[Source material Boundary: Start]

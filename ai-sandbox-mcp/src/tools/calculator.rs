//! The four arithmetic tools.
//!
//! Results are rendered with `f64`'s `Display`, so integral values
//! print without a fractional part (`2 + 3 = 5`, not `2.0 + 3.0 = 5.0`).

use schemars::JsonSchema;
use serde::Deserialize;

use sandbox_mcp_core::content::Content;
use sandbox_mcp_core::handler::ToolError;
use sandbox_mcp_core::tool::Tool;
use sandbox_mcp_server::registry::RegistryBuilder;

/// Operands shared by `add`, `subtract`, and `multiply`.
#[derive(Debug, Deserialize, JsonSchema)]
pub struct Operands {
    #[schemars(description = "First number")]
    pub a: f64,
    #[schemars(description = "Second number")]
    pub b: f64,
}

/// Operands of `divide`, described in dividend/divisor terms.
#[derive(Debug, Deserialize, JsonSchema)]
pub struct DivideOperands {
    #[schemars(description = "First number (dividend)")]
    pub a: f64,
    #[schemars(description = "Second number (divisor)")]
    pub b: f64,
}

fn add(Operands { a, b }: Operands) -> Result<Vec<Content>, ToolError> {
    Ok(vec![Content::text(format!("{} + {} = {}", a, b, a + b))])
}

fn subtract(Operands { a, b }: Operands) -> Result<Vec<Content>, ToolError> {
    Ok(vec![Content::text(format!("{} - {} = {}", a, b, a - b))])
}

fn multiply(Operands { a, b }: Operands) -> Result<Vec<Content>, ToolError> {
    Ok(vec![Content::text(format!("{} × {} = {}", a, b, a * b))])
}

fn divide(DivideOperands { a, b }: DivideOperands) -> Result<Vec<Content>, ToolError> {
    if b == 0.0 {
        return Ok(vec![Content::text("Error: Division by zero is not allowed.")]);
    }
    Ok(vec![Content::text(format!("{} ÷ {} = {}", a, b, a / b))])
}

pub fn register(builder: RegistryBuilder) -> RegistryBuilder {
    builder
        .tool::<Operands, _>(
            Tool::new("add", "Add two numbers together").with_title("Addition Tool"),
            add,
        )
        .tool::<Operands, _>(
            Tool::new("subtract", "Subtract second number from first number")
                .with_title("Subtraction Tool"),
            subtract,
        )
        .tool::<Operands, _>(
            Tool::new("multiply", "Multiply two numbers").with_title("Multiplication Tool"),
            multiply,
        )
        .tool::<DivideOperands, _>(
            Tool::new("divide", "Divide first number by second number")
                .with_title("Division Tool"),
            divide,
        )
}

[Source material Boundary: End]

▶ **Problem statement**: Count how many lines of the entries include the string "schemars". The number is the entire answer.

▶ **Response to the exercise**: 5